> WHAT THE TASK ASKS: Each of the following records is to be printed verbatim.

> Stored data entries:
┄┄┄┄┄┄┄┄┄┄
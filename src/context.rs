//! Evaluation configuration: verification flags and the signature
//! oracle the interpreter calls out to.

use crate::util::locktime::{
    LOCKTIME_THRESHOLD, SEQUENCE_FINAL, SEQUENCE_LOCKTIME_DISABLE_FLAG, SEQUENCE_LOCKTIME_MASK,
    SEQUENCE_LOCKTIME_TYPE_FLAG,
};
use core::ops::BitOr;

/// Script verification flag set. Pure configuration: flags only change
/// which opcode semantics are enforced, never the data model.
#[derive(Debug, Clone, Copy, PartialEq, Eq, Default)]
pub struct VerifyFlags(u32);

impl VerifyFlags {
    pub const NONE: Self = Self(0);
    /// Evaluate P2SH redeem scripts.
    pub const P2SH: Self = Self(1 << 0);
    /// Enforce strict public key and sighash-type encodings.
    pub const STRICTENC: Self = Self(1 << 1);
    /// Enforce strict DER signature encoding (BIP66).
    pub const DERSIG: Self = Self(1 << 2);
    /// Reject signatures with a high S component.
    pub const LOW_S: Self = Self(1 << 3);
    /// The CHECKMULTISIG dummy element must be empty.
    pub const NULLDUMMY: Self = Self(1 << 4);
    /// Signature scripts may only contain pushes.
    pub const SIGPUSHONLY: Self = Self(1 << 5);
    /// Pushes and numbers must use their minimal encodings.
    pub const MINIMALDATA: Self = Self(1 << 6);
    /// Make the upgradable NOPs fatal.
    pub const DISCOURAGE_UPGRADABLE_NOPS: Self = Self(1 << 7);
    /// Enable OP_CHECKLOCKTIMEVERIFY (BIP65).
    pub const CHECKLOCKTIMEVERIFY: Self = Self(1 << 9);
    /// Enable OP_CHECKSEQUENCEVERIFY (BIP112).
    pub const CHECKSEQUENCEVERIFY: Self = Self(1 << 10);
    /// Verify witness programs (BIP141).
    pub const WITNESS: Self = Self(1 << 11);
    /// Make undefined witness versions fatal.
    pub const DISCOURAGE_UPGRADABLE_WITNESS_PROGRAM: Self = Self(1 << 12);
    /// OP_IF/NOTIF operands must be `[]` or `[0x01]`.
    pub const MINIMALIF: Self = Self(1 << 13);

    /// The flag set relay policy applies on top of consensus.
    pub const STANDARD: Self = Self(
        Self::P2SH.0
            | Self::STRICTENC.0
            | Self::DERSIG.0
            | Self::LOW_S.0
            | Self::NULLDUMMY.0
            | Self::MINIMALDATA.0
            | Self::DISCOURAGE_UPGRADABLE_NOPS.0
            | Self::CHECKLOCKTIMEVERIFY.0
            | Self::CHECKSEQUENCEVERIFY.0
            | Self::WITNESS.0
            | Self::DISCOURAGE_UPGRADABLE_WITNESS_PROGRAM.0
            | Self::MINIMALIF.0,
    );

    pub fn contains(self, other: Self) -> bool {
        self.0 & other.0 == other.0
    }
}

impl BitOr for VerifyFlags {
    type Output = Self;

    fn bitor(self, rhs: Self) -> Self {
        Self(self.0 | rhs.0)
    }
}

/// The seam between the interpreter and everything transaction-shaped.
///
/// Implementations are expected to be pure functions of their inputs;
/// callers may memoize them and evaluate scripts concurrently.
pub trait SignatureChecker {
    /// `sig` still carries its trailing sighash-type byte; `script_code`
    /// is the script being evaluated, for sighash computation.
    fn check_sig(&self, sig: &[u8], pub_key: &[u8], script_code: &[u8]) -> bool;

    /// BIP65 comparison of a stack operand against the transaction's
    /// nLockTime.
    fn check_lock_time(&self, lock_time: i64) -> bool;

    /// BIP112 comparison of a stack operand against the spending
    /// input's nSequence.
    fn check_sequence(&self, sequence: i64) -> bool;
}

/// Checker with no transaction context; every check fails. Suits
/// pure-parsing callers that still want to run signature-free scripts.
#[derive(Debug, Clone, Copy, Default)]
pub struct NullChecker;

impl SignatureChecker for NullChecker {
    fn check_sig(&self, _sig: &[u8], _pub_key: &[u8], _script_code: &[u8]) -> bool {
        false
    }

    fn check_lock_time(&self, _lock_time: i64) -> bool {
        false
    }

    fn check_sequence(&self, _sequence: i64) -> bool {
        false
    }
}

/// Checker carrying the spending transaction's locktime context and a
/// signature-verification oracle.
///
/// The oracle gets `(pub_key, sig_with_hashtype, script_code)` and is
/// treated as pure and deterministic; sighash computation happens on
/// the oracle's side of the seam.
pub struct TransactionChecker<F>
where
    F: Fn(&[u8], &[u8], &[u8]) -> bool,
{
    /// nVersion of the spending transaction.
    pub version: i32,
    /// nLockTime of the spending transaction.
    pub lock_time: u32,
    /// nSequence of the input being spent.
    pub sequence: u32,
    pub verify: F,
}

impl<F> SignatureChecker for TransactionChecker<F>
where
    F: Fn(&[u8], &[u8], &[u8]) -> bool,
{
    fn check_sig(&self, sig: &[u8], pub_key: &[u8], script_code: &[u8]) -> bool {
        (self.verify)(pub_key, sig, script_code)
    }

    fn check_lock_time(&self, lock_time: i64) -> bool {
        let tx_lock_time = self.lock_time as i64;
        let threshold = LOCKTIME_THRESHOLD as i64;

        // Operand and nLockTime must agree on being a height or a time.
        let same_type = (tx_lock_time < threshold && lock_time < threshold)
            || (tx_lock_time >= threshold && lock_time >= threshold);
        if !same_type {
            return false;
        }

        if lock_time > tx_lock_time {
            return false;
        }

        // A final input never waits on nLockTime.
        if self.sequence == SEQUENCE_FINAL {
            return false;
        }

        true
    }

    fn check_sequence(&self, sequence: i64) -> bool {
        // Relative locktimes only exist from transaction version 2 on.
        if self.version < 2 {
            return false;
        }

        let tx_sequence = self.sequence as i64;
        if tx_sequence & SEQUENCE_LOCKTIME_DISABLE_FLAG as i64 != 0 {
            return false;
        }

        let mask = (SEQUENCE_LOCKTIME_TYPE_FLAG | SEQUENCE_LOCKTIME_MASK) as i64;
        let masked_sequence = sequence & mask;
        let masked_tx_sequence = tx_sequence & mask;

        let type_flag = SEQUENCE_LOCKTIME_TYPE_FLAG as i64;
        let same_type = (masked_tx_sequence < type_flag && masked_sequence < type_flag)
            || (masked_tx_sequence >= type_flag && masked_sequence >= type_flag);
        if !same_type {
            return false;
        }

        if masked_sequence > masked_tx_sequence {
            return false;
        }

        true
    }
}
┄┄┄┄┄┄┄┄┄┄
> SOLUTION FOR THIS PROBLEM:
filename src/context.rs
//! Evaluation configuration: verification flags and the signature
//! oracle the interpreter calls out to.

use crate::util::locktime::{
    LOCKTIME_THRESHOLD, SEQUENCE_FINAL, SEQUENCE_LOCKTIME_DISABLE_FLAG, SEQUENCE_LOCKTIME_MASK,
    SEQUENCE_LOCKTIME_TYPE_FLAG,
};
use core::ops::BitOr;

/// Script verification flag set. Pure configuration: flags only change
/// which opcode semantics are enforced, never the data model.
#[derive(Debug, Clone, Copy, PartialEq, Eq, Default)]
pub struct VerifyFlags(u32);

impl VerifyFlags {
    pub const NONE: Self = Self(0);
    /// Evaluate P2SH redeem scripts.
    pub const P2SH: Self = Self(1 << 0);
    /// Enforce strict public key and sighash-type encodings.
    pub const STRICTENC: Self = Self(1 << 1);
    /// Enforce strict DER signature encoding (BIP66).
    pub const DERSIG: Self = Self(1 << 2);
    /// Reject signatures with a high S component.
    pub const LOW_S: Self = Self(1 << 3);
    /// The CHECKMULTISIG dummy element must be empty.
    pub const NULLDUMMY: Self = Self(1 << 4);
    /// Signature scripts may only contain pushes.
    pub const SIGPUSHONLY: Self = Self(1 << 5);
    /// Pushes and numbers must use their minimal encodings.
    pub const MINIMALDATA: Self = Self(1 << 6);
    /// Make the upgradable NOPs fatal.
    pub const DISCOURAGE_UPGRADABLE_NOPS: Self = Self(1 << 7);
    /// Enable OP_CHECKLOCKTIMEVERIFY (BIP65).
    pub const CHECKLOCKTIMEVERIFY: Self = Self(1 << 9);
    /// Enable OP_CHECKSEQUENCEVERIFY (BIP112).
    pub const CHECKSEQUENCEVERIFY: Self = Self(1 << 10);
    /// Verify witness programs (BIP141).
    pub const WITNESS: Self = Self(1 << 11);
    /// Make undefined witness versions fatal.
    pub const DISCOURAGE_UPGRADABLE_WITNESS_PROGRAM: Self = Self(1 << 12);
    /// OP_IF/NOTIF operands must be `[]` or `[0x01]`.
    pub const MINIMALIF: Self = Self(1 << 13);

    /// The flag set relay policy applies on top of consensus.
    pub const STANDARD: Self = Self(
        Self::P2SH.0
            | Self::STRICTENC.0
            | Self::DERSIG.0
            | Self::LOW_S.0
            | Self::NULLDUMMY.0
            | Self::MINIMALDATA.0
            | Self::DISCOURAGE_UPGRADABLE_NOPS.0
            | Self::CHECKLOCKTIMEVERIFY.0
            | Self::CHECKSEQUENCEVERIFY.0
            | Self::WITNESS.0
            | Self::DISCOURAGE_UPGRADABLE_WITNESS_PROGRAM.0
            | Self::MINIMALIF.0,
    );

    pub fn contains(self, other: Self) -> bool {
        self.0 & other.0 == other.0
    }
}

impl BitOr for VerifyFlags {
    type Output = Self;

    fn bitor(self, rhs: Self) -> Self {
        Self(self.0 | rhs.0)
    }
}

/// The seam between the interpreter and everything transaction-shaped.
///
/// Implementations are expected to be pure functions of their inputs;
/// callers may memoize them and evaluate scripts concurrently.
pub trait SignatureChecker {
    /// `sig` still carries its trailing sighash-type byte; `script_code`
    /// is the script being evaluated, for sighash computation.
    fn check_sig(&self, sig: &[u8], pub_key: &[u8], script_code: &[u8]) -> bool;

    /// BIP65 comparison of a stack operand against the transaction's
    /// nLockTime.
    fn check_lock_time(&self, lock_time: i64) -> bool;

    /// BIP112 comparison of a stack operand against the spending
    /// input's nSequence.
    fn check_sequence(&self, sequence: i64) -> bool;
}

/// Checker with no transaction context; every check fails. Suits
/// pure-parsing callers that still want to run signature-free scripts.
#[derive(Debug, Clone, Copy, Default)]
pub struct NullChecker;

impl SignatureChecker for NullChecker {
    fn check_sig(&self, _sig: &[u8], _pub_key: &[u8], _script_code: &[u8]) -> bool {
        false
    }

    fn check_lock_time(&self, _lock_time: i64) -> bool {
        false
    }

    fn check_sequence(&self, _sequence: i64) -> bool {
        false
    }
}

/// Checker carrying the spending transaction's locktime context and a
/// signature-verification oracle.
///
/// The oracle gets `(pub_key, sig_with_hashtype, script_code)` and is
/// treated as pure and deterministic; sighash computation happens on
/// the oracle's side of the seam.
pub struct TransactionChecker<F>
where
    F: Fn(&[u8], &[u8], &[u8]) -> bool,
{
    /// nVersion of the spending transaction.
    pub version: i32,
    /// nLockTime of the spending transaction.
    pub lock_time: u32,
    /// nSequence of the input being spent.
    pub sequence: u32,
    pub verify: F,
}

impl<F> SignatureChecker for TransactionChecker<F>
where
    F: Fn(&[u8], &[u8], &[u8]) -> bool,
{
    fn check_sig(&self, sig: &[u8], pub_key: &[u8], script_code: &[u8]) -> bool {
        (self.verify)(pub_key, sig, script_code)
    }

    fn check_lock_time(&self, lock_time: i64) -> bool {
        let tx_lock_time = self.lock_time as i64;
        let threshold = LOCKTIME_THRESHOLD as i64;

        // Operand and nLockTime must agree on being a height or a time.
        let same_type = (tx_lock_time < threshold && lock_time < threshold)
            || (tx_lock_time >= threshold && lock_time >= threshold);
        if !same_type {
            return false;
        }

        if lock_time > tx_lock_time {
            return false;
        }

        // A final input never waits on nLockTime.
        if self.sequence == SEQUENCE_FINAL {
            return false;
        }

        true
    }

    fn check_sequence(&self, sequence: i64) -> bool {
        // Relative locktimes only exist from transaction version 2 on.
        if self.version < 2 {
            return false;
        }

        let tx_sequence = self.sequence as i64;
        if tx_sequence & SEQUENCE_LOCKTIME_DISABLE_FLAG as i64 != 0 {
            return false;
        }

        let mask = (SEQUENCE_LOCKTIME_TYPE_FLAG | SEQUENCE_LOCKTIME_MASK) as i64;
        let masked_sequence = sequence & mask;
        let masked_tx_sequence = tx_sequence & mask;

        let type_flag = SEQUENCE_LOCKTIME_TYPE_FLAG as i64;
        let same_type = (masked_tx_sequence < type_flag && masked_sequence < type_flag)
            || (masked_tx_sequence >= type_flag && masked_sequence >= type_flag);
        if !same_type {
            return false;
        }

        if masked_sequence > masked_tx_sequence {
            return false;
        }

        true
    }
}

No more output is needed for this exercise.